#### Exercise inputs:

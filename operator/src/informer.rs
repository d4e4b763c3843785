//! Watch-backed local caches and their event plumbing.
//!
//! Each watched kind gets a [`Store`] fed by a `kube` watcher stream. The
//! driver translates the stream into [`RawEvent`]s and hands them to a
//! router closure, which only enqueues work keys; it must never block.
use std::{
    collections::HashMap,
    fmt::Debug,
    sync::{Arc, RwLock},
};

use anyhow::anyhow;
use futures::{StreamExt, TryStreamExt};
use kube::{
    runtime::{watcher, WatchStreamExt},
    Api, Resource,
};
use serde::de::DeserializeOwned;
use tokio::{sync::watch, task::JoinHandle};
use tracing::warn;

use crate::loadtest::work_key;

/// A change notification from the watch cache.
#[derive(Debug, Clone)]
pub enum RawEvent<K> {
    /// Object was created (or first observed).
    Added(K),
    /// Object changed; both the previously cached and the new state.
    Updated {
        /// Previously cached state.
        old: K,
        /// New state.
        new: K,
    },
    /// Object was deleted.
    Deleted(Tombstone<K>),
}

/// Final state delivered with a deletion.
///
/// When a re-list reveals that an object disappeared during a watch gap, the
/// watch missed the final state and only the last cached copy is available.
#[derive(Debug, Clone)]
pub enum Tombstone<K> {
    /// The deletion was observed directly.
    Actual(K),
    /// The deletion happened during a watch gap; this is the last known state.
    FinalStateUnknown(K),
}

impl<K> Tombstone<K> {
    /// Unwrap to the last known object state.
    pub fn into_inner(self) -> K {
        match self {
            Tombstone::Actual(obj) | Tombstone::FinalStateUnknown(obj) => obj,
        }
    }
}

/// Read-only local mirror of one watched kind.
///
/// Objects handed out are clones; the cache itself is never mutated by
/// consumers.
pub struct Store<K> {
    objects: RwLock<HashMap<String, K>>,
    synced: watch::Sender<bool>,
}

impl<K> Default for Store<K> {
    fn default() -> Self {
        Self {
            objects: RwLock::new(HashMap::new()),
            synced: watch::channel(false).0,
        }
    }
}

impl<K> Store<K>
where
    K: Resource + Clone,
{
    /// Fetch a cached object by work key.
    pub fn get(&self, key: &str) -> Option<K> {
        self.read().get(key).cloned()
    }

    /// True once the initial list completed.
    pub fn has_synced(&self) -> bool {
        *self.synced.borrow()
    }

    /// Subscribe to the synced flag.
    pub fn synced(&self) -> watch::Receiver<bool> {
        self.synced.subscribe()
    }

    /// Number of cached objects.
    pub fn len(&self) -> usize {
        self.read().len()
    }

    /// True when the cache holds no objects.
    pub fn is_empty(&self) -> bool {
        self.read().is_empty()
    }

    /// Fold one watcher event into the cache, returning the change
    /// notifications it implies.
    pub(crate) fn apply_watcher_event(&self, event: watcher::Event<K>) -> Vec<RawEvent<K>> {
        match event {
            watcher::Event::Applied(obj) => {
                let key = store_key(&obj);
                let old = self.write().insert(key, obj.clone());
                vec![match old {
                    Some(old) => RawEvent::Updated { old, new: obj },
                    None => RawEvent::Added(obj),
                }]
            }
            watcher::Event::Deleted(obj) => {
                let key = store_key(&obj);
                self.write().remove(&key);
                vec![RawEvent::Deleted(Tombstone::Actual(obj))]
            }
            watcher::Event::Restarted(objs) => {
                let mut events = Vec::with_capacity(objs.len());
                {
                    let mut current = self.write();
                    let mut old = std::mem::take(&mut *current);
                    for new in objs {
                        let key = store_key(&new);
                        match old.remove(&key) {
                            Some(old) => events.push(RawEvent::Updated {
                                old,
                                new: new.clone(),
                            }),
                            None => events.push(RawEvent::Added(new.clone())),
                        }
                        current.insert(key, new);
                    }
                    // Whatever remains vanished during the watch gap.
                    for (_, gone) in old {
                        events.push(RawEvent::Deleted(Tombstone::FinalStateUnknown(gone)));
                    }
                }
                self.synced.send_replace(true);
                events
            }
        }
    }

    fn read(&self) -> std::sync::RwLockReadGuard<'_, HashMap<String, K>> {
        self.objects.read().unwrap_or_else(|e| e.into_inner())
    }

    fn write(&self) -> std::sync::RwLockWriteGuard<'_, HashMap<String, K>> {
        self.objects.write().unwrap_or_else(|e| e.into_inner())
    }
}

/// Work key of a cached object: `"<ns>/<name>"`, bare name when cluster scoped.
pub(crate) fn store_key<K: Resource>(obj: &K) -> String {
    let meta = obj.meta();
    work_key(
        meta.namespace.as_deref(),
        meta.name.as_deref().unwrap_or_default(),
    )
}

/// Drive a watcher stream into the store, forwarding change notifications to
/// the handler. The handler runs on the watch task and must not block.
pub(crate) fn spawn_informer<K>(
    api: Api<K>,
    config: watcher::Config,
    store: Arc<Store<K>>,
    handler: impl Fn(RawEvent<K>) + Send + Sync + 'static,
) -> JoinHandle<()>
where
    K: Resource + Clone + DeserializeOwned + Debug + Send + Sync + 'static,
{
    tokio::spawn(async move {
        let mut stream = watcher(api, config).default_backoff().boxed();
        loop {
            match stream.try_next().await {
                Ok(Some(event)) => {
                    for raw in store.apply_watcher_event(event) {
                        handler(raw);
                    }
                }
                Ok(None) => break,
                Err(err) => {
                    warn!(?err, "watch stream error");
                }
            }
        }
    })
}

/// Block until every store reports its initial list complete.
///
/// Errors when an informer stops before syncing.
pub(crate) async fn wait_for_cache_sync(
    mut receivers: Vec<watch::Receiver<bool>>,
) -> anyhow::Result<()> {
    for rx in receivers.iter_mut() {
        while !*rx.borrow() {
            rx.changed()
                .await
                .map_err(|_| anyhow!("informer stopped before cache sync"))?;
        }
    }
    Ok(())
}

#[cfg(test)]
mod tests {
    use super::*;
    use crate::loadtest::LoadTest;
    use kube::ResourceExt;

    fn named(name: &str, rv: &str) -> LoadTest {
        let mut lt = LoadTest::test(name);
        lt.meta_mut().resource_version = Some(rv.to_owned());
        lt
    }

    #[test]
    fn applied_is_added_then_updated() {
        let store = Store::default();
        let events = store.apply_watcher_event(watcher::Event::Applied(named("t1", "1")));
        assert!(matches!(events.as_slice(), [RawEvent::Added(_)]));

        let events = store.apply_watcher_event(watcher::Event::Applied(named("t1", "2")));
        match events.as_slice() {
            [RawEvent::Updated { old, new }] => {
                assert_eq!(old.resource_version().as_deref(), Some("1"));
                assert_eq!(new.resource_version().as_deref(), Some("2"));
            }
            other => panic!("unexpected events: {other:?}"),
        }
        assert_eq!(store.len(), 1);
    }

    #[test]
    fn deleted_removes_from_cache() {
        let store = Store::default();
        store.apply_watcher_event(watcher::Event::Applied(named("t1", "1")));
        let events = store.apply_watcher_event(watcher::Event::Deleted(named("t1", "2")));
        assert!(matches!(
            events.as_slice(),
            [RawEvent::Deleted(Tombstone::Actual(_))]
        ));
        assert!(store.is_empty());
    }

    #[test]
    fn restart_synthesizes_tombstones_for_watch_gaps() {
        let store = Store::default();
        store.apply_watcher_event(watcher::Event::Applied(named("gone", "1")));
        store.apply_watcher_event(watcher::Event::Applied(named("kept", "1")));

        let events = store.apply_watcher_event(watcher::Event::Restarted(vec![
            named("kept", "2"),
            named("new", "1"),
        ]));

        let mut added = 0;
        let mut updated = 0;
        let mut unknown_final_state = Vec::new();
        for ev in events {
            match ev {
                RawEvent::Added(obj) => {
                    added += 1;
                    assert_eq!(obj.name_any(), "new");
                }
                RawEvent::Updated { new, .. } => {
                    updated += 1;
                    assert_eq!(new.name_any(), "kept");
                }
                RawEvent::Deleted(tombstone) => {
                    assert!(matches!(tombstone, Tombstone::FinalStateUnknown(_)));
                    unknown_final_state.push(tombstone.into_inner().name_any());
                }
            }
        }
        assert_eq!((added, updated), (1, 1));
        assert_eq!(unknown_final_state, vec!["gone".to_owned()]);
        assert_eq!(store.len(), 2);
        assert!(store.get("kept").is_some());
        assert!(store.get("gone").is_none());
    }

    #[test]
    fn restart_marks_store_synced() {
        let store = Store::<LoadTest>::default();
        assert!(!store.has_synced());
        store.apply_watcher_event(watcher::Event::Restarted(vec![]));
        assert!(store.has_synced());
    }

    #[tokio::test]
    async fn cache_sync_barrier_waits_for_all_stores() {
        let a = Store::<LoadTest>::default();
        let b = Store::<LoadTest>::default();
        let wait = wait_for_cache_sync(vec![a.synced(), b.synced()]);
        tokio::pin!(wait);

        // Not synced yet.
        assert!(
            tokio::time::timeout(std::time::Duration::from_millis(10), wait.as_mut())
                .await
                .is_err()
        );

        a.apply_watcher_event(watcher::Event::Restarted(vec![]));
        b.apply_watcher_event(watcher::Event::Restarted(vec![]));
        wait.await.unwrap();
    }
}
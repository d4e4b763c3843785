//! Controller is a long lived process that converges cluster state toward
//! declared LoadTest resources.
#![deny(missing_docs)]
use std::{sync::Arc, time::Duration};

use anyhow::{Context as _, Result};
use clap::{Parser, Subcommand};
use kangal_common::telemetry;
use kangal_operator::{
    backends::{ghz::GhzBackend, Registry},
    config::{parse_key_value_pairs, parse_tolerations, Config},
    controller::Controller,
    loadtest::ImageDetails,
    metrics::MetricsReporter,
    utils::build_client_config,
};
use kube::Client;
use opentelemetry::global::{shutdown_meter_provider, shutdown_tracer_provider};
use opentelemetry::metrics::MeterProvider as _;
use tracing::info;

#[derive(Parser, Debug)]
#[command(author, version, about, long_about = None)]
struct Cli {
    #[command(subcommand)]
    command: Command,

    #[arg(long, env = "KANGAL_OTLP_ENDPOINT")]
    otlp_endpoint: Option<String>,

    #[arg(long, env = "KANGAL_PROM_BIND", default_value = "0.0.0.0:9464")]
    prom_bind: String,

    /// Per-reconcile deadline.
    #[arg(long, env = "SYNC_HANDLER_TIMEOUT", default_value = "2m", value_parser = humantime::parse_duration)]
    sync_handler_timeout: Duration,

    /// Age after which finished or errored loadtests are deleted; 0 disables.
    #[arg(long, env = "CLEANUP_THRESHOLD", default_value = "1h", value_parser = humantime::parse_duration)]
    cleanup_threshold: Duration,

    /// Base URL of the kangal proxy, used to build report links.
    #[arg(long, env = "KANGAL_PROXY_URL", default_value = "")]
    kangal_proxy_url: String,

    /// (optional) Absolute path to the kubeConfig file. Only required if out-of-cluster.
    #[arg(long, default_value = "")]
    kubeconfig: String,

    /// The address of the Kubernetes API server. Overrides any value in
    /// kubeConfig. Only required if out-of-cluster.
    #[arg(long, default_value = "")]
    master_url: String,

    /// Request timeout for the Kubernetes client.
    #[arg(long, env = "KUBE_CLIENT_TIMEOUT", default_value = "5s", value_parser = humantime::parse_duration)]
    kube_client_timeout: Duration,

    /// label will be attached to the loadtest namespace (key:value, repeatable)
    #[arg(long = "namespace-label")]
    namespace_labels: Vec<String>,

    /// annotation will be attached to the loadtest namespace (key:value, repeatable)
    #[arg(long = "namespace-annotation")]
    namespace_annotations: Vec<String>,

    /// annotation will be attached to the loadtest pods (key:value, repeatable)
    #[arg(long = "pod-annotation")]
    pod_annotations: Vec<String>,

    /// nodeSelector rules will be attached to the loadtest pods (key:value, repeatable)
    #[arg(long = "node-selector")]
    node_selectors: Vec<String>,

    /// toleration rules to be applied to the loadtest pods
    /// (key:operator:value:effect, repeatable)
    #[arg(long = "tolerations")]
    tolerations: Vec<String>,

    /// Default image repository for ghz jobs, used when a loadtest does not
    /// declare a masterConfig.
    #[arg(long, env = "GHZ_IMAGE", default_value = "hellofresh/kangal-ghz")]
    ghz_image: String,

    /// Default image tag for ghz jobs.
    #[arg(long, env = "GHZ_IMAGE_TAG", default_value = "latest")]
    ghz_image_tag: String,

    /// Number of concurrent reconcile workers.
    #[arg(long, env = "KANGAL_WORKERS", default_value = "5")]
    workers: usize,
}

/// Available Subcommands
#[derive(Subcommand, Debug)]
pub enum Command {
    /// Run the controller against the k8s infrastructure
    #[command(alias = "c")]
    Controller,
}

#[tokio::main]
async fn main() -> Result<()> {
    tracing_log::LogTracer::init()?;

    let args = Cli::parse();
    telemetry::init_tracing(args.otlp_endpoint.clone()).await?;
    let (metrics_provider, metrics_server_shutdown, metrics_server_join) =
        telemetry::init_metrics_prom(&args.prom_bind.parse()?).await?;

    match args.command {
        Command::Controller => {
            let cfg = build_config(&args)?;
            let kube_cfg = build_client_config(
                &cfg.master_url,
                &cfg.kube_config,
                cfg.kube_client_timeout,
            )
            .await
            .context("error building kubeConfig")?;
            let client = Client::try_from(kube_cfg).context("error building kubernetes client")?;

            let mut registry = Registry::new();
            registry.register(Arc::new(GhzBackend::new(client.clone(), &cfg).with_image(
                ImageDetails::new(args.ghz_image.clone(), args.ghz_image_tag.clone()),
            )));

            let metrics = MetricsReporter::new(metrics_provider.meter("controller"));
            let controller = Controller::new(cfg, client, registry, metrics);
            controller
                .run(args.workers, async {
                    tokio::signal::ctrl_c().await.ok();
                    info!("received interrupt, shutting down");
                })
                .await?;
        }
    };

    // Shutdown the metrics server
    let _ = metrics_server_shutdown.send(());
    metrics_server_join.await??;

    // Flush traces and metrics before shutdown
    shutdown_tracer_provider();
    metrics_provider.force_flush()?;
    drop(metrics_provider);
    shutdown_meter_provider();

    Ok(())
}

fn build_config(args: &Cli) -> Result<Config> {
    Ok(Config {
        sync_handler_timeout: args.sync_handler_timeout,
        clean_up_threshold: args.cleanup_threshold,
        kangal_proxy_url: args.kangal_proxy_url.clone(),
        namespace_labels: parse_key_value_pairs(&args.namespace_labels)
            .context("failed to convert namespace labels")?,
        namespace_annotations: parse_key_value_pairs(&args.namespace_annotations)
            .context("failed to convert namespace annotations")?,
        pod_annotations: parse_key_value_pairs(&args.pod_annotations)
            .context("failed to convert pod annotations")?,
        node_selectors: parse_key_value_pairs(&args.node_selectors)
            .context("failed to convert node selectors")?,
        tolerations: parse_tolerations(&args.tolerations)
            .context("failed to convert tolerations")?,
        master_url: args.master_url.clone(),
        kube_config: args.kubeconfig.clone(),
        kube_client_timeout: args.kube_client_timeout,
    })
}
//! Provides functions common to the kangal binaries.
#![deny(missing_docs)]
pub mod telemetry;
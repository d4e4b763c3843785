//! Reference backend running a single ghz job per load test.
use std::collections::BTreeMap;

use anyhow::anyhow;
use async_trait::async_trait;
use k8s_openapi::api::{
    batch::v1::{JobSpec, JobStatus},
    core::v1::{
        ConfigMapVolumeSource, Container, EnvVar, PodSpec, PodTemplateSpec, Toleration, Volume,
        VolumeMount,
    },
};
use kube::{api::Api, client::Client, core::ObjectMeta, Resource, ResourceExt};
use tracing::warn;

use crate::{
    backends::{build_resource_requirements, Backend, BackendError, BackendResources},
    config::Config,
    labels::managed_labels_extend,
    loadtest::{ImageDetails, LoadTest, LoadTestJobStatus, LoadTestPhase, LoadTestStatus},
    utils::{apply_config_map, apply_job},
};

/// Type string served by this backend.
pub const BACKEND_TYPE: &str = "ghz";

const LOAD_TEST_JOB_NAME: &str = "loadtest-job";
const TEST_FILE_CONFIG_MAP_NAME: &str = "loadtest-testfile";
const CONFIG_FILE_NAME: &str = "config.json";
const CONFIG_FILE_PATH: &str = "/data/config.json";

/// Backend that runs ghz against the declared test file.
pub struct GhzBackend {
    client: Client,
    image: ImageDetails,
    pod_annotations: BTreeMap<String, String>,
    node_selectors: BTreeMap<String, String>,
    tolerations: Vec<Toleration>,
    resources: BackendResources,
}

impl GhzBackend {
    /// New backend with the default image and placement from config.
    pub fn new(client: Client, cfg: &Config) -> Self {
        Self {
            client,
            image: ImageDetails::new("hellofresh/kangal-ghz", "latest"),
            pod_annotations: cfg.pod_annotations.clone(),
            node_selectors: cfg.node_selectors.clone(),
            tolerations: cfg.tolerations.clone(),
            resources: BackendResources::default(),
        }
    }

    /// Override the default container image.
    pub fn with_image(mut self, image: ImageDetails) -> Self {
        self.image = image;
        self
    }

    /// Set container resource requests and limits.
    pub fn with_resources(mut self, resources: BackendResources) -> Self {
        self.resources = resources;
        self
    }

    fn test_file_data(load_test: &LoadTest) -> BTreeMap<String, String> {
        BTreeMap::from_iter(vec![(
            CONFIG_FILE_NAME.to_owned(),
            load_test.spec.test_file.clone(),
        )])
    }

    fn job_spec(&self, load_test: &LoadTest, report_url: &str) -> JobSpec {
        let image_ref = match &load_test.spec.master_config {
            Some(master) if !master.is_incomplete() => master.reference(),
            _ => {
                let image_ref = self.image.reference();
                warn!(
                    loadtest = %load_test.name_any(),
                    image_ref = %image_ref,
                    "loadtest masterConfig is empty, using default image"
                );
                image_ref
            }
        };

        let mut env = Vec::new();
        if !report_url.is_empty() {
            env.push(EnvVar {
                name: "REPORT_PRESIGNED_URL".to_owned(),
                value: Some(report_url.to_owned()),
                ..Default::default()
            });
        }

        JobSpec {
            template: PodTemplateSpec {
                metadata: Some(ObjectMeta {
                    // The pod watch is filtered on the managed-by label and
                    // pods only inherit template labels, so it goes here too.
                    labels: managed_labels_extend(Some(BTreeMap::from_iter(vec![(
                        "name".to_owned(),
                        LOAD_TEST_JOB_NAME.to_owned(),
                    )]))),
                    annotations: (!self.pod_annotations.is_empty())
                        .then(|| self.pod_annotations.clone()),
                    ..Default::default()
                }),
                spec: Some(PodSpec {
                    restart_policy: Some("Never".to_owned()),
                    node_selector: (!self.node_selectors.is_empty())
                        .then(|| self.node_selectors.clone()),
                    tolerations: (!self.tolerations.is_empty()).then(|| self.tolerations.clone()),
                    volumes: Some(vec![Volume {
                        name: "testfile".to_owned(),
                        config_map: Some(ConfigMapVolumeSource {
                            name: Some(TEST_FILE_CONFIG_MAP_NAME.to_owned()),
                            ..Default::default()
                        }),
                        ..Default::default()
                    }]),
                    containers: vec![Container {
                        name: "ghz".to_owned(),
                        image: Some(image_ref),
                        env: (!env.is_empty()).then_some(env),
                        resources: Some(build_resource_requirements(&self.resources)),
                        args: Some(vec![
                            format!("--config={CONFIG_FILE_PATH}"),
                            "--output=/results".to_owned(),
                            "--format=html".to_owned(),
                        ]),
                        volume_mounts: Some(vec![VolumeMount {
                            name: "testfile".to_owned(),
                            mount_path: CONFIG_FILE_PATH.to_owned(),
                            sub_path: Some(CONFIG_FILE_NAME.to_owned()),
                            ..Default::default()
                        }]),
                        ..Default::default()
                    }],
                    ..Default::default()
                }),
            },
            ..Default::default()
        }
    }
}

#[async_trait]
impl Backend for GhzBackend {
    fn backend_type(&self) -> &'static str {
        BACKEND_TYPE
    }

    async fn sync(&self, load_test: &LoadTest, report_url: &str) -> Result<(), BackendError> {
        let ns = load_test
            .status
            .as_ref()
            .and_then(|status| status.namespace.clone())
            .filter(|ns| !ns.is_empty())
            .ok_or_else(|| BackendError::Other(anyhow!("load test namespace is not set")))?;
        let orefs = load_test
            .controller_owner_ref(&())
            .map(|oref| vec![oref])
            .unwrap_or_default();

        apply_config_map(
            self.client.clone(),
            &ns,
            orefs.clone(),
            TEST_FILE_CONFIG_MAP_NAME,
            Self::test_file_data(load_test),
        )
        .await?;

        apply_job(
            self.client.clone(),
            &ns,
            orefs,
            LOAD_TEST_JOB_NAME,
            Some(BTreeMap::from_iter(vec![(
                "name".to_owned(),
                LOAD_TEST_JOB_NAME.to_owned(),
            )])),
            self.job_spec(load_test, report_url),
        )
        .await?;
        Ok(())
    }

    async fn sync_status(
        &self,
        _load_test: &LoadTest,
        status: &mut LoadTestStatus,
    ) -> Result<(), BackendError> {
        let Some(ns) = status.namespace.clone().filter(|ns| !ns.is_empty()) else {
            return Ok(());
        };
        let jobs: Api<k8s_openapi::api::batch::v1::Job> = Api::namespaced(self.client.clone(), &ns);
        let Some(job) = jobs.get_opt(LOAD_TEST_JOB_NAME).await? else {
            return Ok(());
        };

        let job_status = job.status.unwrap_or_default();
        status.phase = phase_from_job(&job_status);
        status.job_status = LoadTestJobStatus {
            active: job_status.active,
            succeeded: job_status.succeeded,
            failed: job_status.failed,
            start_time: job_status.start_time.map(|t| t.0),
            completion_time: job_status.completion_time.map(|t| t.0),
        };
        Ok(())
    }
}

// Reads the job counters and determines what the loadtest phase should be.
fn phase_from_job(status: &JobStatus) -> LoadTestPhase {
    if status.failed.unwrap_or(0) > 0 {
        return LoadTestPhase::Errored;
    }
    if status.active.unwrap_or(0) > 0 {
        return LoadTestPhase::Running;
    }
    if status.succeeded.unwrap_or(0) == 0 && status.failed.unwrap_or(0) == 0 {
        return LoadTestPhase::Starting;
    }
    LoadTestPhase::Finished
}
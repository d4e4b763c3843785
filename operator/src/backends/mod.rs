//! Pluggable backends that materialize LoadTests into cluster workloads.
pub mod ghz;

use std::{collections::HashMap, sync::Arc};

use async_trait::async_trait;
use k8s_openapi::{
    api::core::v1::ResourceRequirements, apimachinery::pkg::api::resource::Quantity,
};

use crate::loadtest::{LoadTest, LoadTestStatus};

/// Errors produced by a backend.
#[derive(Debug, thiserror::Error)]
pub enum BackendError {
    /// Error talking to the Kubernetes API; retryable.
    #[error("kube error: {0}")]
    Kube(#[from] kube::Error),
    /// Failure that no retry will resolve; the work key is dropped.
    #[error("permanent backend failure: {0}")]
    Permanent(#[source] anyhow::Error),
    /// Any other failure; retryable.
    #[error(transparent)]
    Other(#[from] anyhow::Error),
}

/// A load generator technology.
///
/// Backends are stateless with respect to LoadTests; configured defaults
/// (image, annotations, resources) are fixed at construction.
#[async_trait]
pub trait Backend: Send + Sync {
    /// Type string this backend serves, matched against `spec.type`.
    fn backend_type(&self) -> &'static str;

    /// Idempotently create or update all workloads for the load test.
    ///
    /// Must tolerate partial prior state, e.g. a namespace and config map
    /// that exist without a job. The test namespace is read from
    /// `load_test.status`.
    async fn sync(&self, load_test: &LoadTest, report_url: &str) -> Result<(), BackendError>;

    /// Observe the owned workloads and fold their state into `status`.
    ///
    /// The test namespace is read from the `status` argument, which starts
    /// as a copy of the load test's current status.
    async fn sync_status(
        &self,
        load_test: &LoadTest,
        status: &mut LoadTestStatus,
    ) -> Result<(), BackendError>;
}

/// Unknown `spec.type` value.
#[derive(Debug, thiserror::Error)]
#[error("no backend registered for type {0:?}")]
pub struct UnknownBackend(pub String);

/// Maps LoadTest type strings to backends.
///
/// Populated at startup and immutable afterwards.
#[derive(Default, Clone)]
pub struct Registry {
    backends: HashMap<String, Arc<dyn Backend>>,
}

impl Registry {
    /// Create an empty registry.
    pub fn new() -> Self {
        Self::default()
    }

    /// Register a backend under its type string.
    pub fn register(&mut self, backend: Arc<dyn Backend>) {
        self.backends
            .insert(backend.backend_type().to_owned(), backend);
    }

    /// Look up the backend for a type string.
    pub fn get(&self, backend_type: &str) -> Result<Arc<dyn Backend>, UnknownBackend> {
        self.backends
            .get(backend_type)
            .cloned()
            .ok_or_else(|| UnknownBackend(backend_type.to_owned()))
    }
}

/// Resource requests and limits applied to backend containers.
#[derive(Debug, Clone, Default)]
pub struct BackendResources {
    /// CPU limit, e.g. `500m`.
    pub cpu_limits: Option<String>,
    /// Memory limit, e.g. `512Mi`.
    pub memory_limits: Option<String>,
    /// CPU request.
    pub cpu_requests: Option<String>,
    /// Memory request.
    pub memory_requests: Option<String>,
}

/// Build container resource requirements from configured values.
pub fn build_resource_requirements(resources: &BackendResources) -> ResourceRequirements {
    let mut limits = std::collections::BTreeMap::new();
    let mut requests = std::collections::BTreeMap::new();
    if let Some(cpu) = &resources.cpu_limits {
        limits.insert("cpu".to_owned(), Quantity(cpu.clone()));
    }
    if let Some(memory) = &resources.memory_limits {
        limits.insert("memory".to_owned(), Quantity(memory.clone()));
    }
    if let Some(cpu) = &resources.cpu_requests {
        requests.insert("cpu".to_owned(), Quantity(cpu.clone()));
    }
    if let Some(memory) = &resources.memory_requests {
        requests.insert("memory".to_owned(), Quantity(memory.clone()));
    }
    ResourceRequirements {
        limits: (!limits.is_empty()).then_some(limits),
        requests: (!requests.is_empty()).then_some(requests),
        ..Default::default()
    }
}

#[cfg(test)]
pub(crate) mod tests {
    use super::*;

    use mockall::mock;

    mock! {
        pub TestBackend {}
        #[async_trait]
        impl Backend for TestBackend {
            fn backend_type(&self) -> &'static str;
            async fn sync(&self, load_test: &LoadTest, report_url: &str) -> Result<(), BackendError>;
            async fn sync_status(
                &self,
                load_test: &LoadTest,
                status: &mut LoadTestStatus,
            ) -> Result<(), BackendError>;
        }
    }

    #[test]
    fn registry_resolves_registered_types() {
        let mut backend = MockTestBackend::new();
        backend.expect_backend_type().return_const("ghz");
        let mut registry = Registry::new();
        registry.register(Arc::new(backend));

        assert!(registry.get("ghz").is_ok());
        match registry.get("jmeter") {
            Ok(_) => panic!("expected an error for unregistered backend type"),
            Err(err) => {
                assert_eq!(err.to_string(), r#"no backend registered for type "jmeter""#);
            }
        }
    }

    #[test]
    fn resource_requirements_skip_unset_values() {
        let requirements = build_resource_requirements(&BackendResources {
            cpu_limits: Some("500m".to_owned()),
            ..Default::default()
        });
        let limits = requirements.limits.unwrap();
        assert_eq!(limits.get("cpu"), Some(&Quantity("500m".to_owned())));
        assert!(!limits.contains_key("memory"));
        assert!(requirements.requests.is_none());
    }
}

#### Task goal:
Taking every line of the records in turn, count the ones holding "jmeter", and state nothing but the number.

#### Answer to this task:
2